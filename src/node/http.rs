// SPDX-License-Identifier: AGPL-3.0-or-later
//
// Copyright (C) 2026 Relational Network

//! reqwest-backed ledger node and work service clients.
//!
//! Unary calls exchange JSON bodies. Streams are newline-delimited JSON,
//! one record per line; blank lines are keep-alives.

use std::time::Duration;

use async_trait::async_trait;
use futures::{StreamExt, TryStreamExt};
use reqwest::{Client, Response};
use serde::de::DeserializeOwned;
use serde::{Deserialize, Serialize};
use tokio_util::codec::{FramedRead, LinesCodec};
use tokio_util::io::StreamReader;

use super::{LedgerNode, NodeError, NodeStream, Worker};
use crate::ledger::{AccountEntry, Address, Block, LedgerSnapshot, Receivable, Transaction, Work};

const REQUEST_TIMEOUT: Duration = Duration::from_secs(15);
const CONNECT_TIMEOUT: Duration = Duration::from_secs(5);
/// Longest NDJSON record accepted from a stream.
const MAX_LINE_BYTES: usize = 1 << 20;

fn build_client() -> Result<Client, NodeError> {
    Client::builder()
        .connect_timeout(CONNECT_TIMEOUT)
        .build()
        .map_err(|e| NodeError::Request(format!("failed to build HTTP client: {e}")))
}

async fn post<B: Serialize + ?Sized>(
    http: &Client,
    url: String,
    body: &B,
    timeout: Option<Duration>,
) -> Result<Response, NodeError> {
    let mut request = http.post(&url).json(body);
    if let Some(timeout) = timeout {
        request = request.timeout(timeout);
    }

    let response = request
        .send()
        .await
        .map_err(|e| NodeError::Request(format!("POST {url}: {e}")))?;

    if !response.status().is_success() {
        let status = response.status().as_u16();
        let body = response.text().await.unwrap_or_default();
        return Err(NodeError::Rejected { status, body });
    }
    Ok(response)
}

async fn read_json<T: DeserializeOwned>(response: Response) -> Result<T, NodeError> {
    response
        .json()
        .await
        .map_err(|e| NodeError::Decode(e.to_string()))
}

fn ndjson<T: DeserializeOwned + Send + 'static>(response: Response) -> NodeStream<T> {
    let bytes = response.bytes_stream().map_err(std::io::Error::other);
    FramedRead::new(StreamReader::new(bytes), LinesCodec::new_with_max_length(MAX_LINE_BYTES))
        .filter_map(|line| async move {
            match line {
                Ok(line) if line.trim().is_empty() => None,
                Ok(line) => {
                    Some(serde_json::from_str(&line).map_err(|e| NodeError::Decode(e.to_string())))
                }
                Err(e) => Some(Err(NodeError::Stream(e.to_string()))),
            }
        })
        .boxed()
}

// =============================================================================
// Ledger node
// =============================================================================

#[derive(Serialize)]
struct AddressesRequest<'a> {
    addresses: &'a [Address],
}

#[derive(Deserialize)]
struct SnapshotsResponse {
    snapshots: Vec<LedgerSnapshot>,
}

#[derive(Serialize)]
struct EntriesRequest<'a> {
    address: &'a Address,
    from_height: u64,
    to_height: u64,
}

#[derive(Clone)]
pub struct HttpLedgerNode {
    http: Client,
    base_url: String,
}

impl HttpLedgerNode {
    pub fn new(base_url: &str) -> Result<Self, NodeError> {
        Ok(Self {
            http: build_client()?,
            base_url: base_url.trim_end_matches('/').to_string(),
        })
    }

    fn url(&self, path: &str) -> String {
        format!("{}{path}", self.base_url)
    }
}

#[async_trait]
impl LedgerNode for HttpLedgerNode {
    async fn account_snapshots(
        &self,
        addresses: &[Address],
    ) -> Result<Vec<LedgerSnapshot>, NodeError> {
        if addresses.is_empty() {
            return Ok(Vec::new());
        }
        let response = post(
            &self.http,
            self.url("/accounts/lookup"),
            &AddressesRequest { addresses },
            Some(REQUEST_TIMEOUT),
        )
        .await?;
        Ok(read_json::<SnapshotsResponse>(response).await?.snapshots)
    }

    async fn publish(&self, transaction: &Transaction) -> Result<(), NodeError> {
        post(
            &self.http,
            self.url("/transactions"),
            transaction,
            Some(REQUEST_TIMEOUT),
        )
        .await?;
        Ok(())
    }

    async fn receivable_stream(
        &self,
        addresses: &[Address],
    ) -> Result<NodeStream<Receivable>, NodeError> {
        let response = post(
            &self.http,
            self.url("/receivables/stream"),
            &AddressesRequest { addresses },
            None,
        )
        .await?;
        Ok(ndjson(response))
    }

    async fn account_entries(
        &self,
        address: &Address,
        from_height: u64,
        to_height: u64,
    ) -> Result<NodeStream<AccountEntry>, NodeError> {
        let response = post(
            &self.http,
            self.url("/accounts/entries/stream"),
            &EntriesRequest {
                address,
                from_height,
                to_height,
            },
            None,
        )
        .await?;
        Ok(ndjson(response))
    }
}

// =============================================================================
// Work service
// =============================================================================

#[derive(Serialize)]
struct WorkRequest<'a> {
    block: &'a Block,
}

#[derive(Deserialize)]
struct WorkResponse {
    work: Work,
}

#[derive(Clone)]
pub struct HttpWorker {
    http: Client,
    url: String,
}

impl HttpWorker {
    pub fn new(base_url: &str) -> Result<Self, NodeError> {
        Ok(Self {
            http: build_client()?,
            url: format!("{}/works", base_url.trim_end_matches('/')),
        })
    }
}

#[async_trait]
impl Worker for HttpWorker {
    async fn work(&self, block: &Block) -> Result<Work, NodeError> {
        // Work generation can be slow; no request timeout beyond connect
        let response = post(&self.http, self.url.clone(), &WorkRequest { block }, None).await?;
        Ok(read_json::<WorkResponse>(response).await?.work)
    }
}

* [EXERCISE BRIEF]: Give every line above again, word for word.

* [FINISHED EXERCISE]:
filename src/node/http.rs
// SPDX-License-Identifier: AGPL-3.0-or-later
//
// Copyright (C) 2026 Relational Network

//! reqwest-backed ledger node and work service clients.
//!
//! Unary calls exchange JSON bodies. Streams are newline-delimited JSON,
//! one record per line; blank lines are keep-alives.

use std::time::Duration;

use async_trait::async_trait;
use futures::{StreamExt, TryStreamExt};
use reqwest::{Client, Response};
use serde::de::DeserializeOwned;
use serde::{Deserialize, Serialize};
use tokio_util::codec::{FramedRead, LinesCodec};
use tokio_util::io::StreamReader;

use super::{LedgerNode, NodeError, NodeStream, Worker};
use crate::ledger::{AccountEntry, Address, Block, LedgerSnapshot, Receivable, Transaction, Work};

const REQUEST_TIMEOUT: Duration = Duration::from_secs(15);
const CONNECT_TIMEOUT: Duration = Duration::from_secs(5);
/// Longest NDJSON record accepted from a stream.
const MAX_LINE_BYTES: usize = 1 << 20;

fn build_client() -> Result<Client, NodeError> {
    Client::builder()
        .connect_timeout(CONNECT_TIMEOUT)
        .build()
        .map_err(|e| NodeError::Request(format!("failed to build HTTP client: {e}")))
}

async fn post<B: Serialize + ?Sized>(
    http: &Client,
    url: String,
    body: &B,
    timeout: Option<Duration>,
) -> Result<Response, NodeError> {
    let mut request = http.post(&url).json(body);
    if let Some(timeout) = timeout {
        request = request.timeout(timeout);
    }

    let response = request
        .send()
        .await
        .map_err(|e| NodeError::Request(format!("POST {url}: {e}")))?;

    if !response.status().is_success() {
        let status = response.status().as_u16();
        let body = response.text().await.unwrap_or_default();
        return Err(NodeError::Rejected { status, body });
    }
    Ok(response)
}

async fn read_json<T: DeserializeOwned>(response: Response) -> Result<T, NodeError> {
    response
        .json()
        .await
        .map_err(|e| NodeError::Decode(e.to_string()))
}

fn ndjson<T: DeserializeOwned + Send + 'static>(response: Response) -> NodeStream<T> {
    let bytes = response.bytes_stream().map_err(std::io::Error::other);
    FramedRead::new(StreamReader::new(bytes), LinesCodec::new_with_max_length(MAX_LINE_BYTES))
        .filter_map(|line| async move {
            match line {
                Ok(line) if line.trim().is_empty() => None,
                Ok(line) => {
                    Some(serde_json::from_str(&line).map_err(|e| NodeError::Decode(e.to_string())))
                }
                Err(e) => Some(Err(NodeError::Stream(e.to_string()))),
            }
        })
        .boxed()
}

// =============================================================================
// Ledger node
// =============================================================================

#[derive(Serialize)]
struct AddressesRequest<'a> {
    addresses: &'a [Address],
}

#[derive(Deserialize)]
struct SnapshotsResponse {
    snapshots: Vec<LedgerSnapshot>,
}

#[derive(Serialize)]
struct EntriesRequest<'a> {
    address: &'a Address,
    from_height: u64,
    to_height: u64,
}

#[derive(Clone)]
pub struct HttpLedgerNode {
    http: Client,
    base_url: String,
}

impl HttpLedgerNode {
    pub fn new(base_url: &str) -> Result<Self, NodeError> {
        Ok(Self {
            http: build_client()?,
            base_url: base_url.trim_end_matches('/').to_string(),
        })
    }

    fn url(&self, path: &str) -> String {
        format!("{}{path}", self.base_url)
    }
}

#[async_trait]
impl LedgerNode for HttpLedgerNode {
    async fn account_snapshots(
        &self,
        addresses: &[Address],
    ) -> Result<Vec<LedgerSnapshot>, NodeError> {
        if addresses.is_empty() {
            return Ok(Vec::new());
        }
        let response = post(
            &self.http,
            self.url("/accounts/lookup"),
            &AddressesRequest { addresses },
            Some(REQUEST_TIMEOUT),
        )
        .await?;
        Ok(read_json::<SnapshotsResponse>(response).await?.snapshots)
    }

    async fn publish(&self, transaction: &Transaction) -> Result<(), NodeError> {
        post(
            &self.http,
            self.url("/transactions"),
            transaction,
            Some(REQUEST_TIMEOUT),
        )
        .await?;
        Ok(())
    }

    async fn receivable_stream(
        &self,
        addresses: &[Address],
    ) -> Result<NodeStream<Receivable>, NodeError> {
        let response = post(
            &self.http,
            self.url("/receivables/stream"),
            &AddressesRequest { addresses },
            None,
        )
        .await?;
        Ok(ndjson(response))
    }

    async fn account_entries(
        &self,
        address: &Address,
        from_height: u64,
        to_height: u64,
    ) -> Result<NodeStream<AccountEntry>, NodeError> {
        let response = post(
            &self.http,
            self.url("/accounts/entries/stream"),
            &EntriesRequest {
                address,
                from_height,
                to_height,
            },
            None,
        )
        .await?;
        Ok(ndjson(response))
    }
}

// =============================================================================
// Work service
// =============================================================================

#[derive(Serialize)]
struct WorkRequest<'a> {
    block: &'a Block,
}

#[derive(Deserialize)]
struct WorkResponse {
    work: Work,
}

#[derive(Clone)]
pub struct HttpWorker {
    http: Client,
    url: String,
}

impl HttpWorker {
    pub fn new(base_url: &str) -> Result<Self, NodeError> {
        Ok(Self {
            http: build_client()?,
            url: format!("{}/works", base_url.trim_end_matches('/')),
        })
    }
}

#[async_trait]
impl Worker for HttpWorker {
    async fn work(&self, block: &Block) -> Result<Work, NodeError> {
        // Work generation can be slow; no request timeout beyond connect
        let response = post(&self.http, self.url.clone(), &WorkRequest { block }, None).await?;
        Ok(read_json::<WorkResponse>(response).await?.work)
    }
}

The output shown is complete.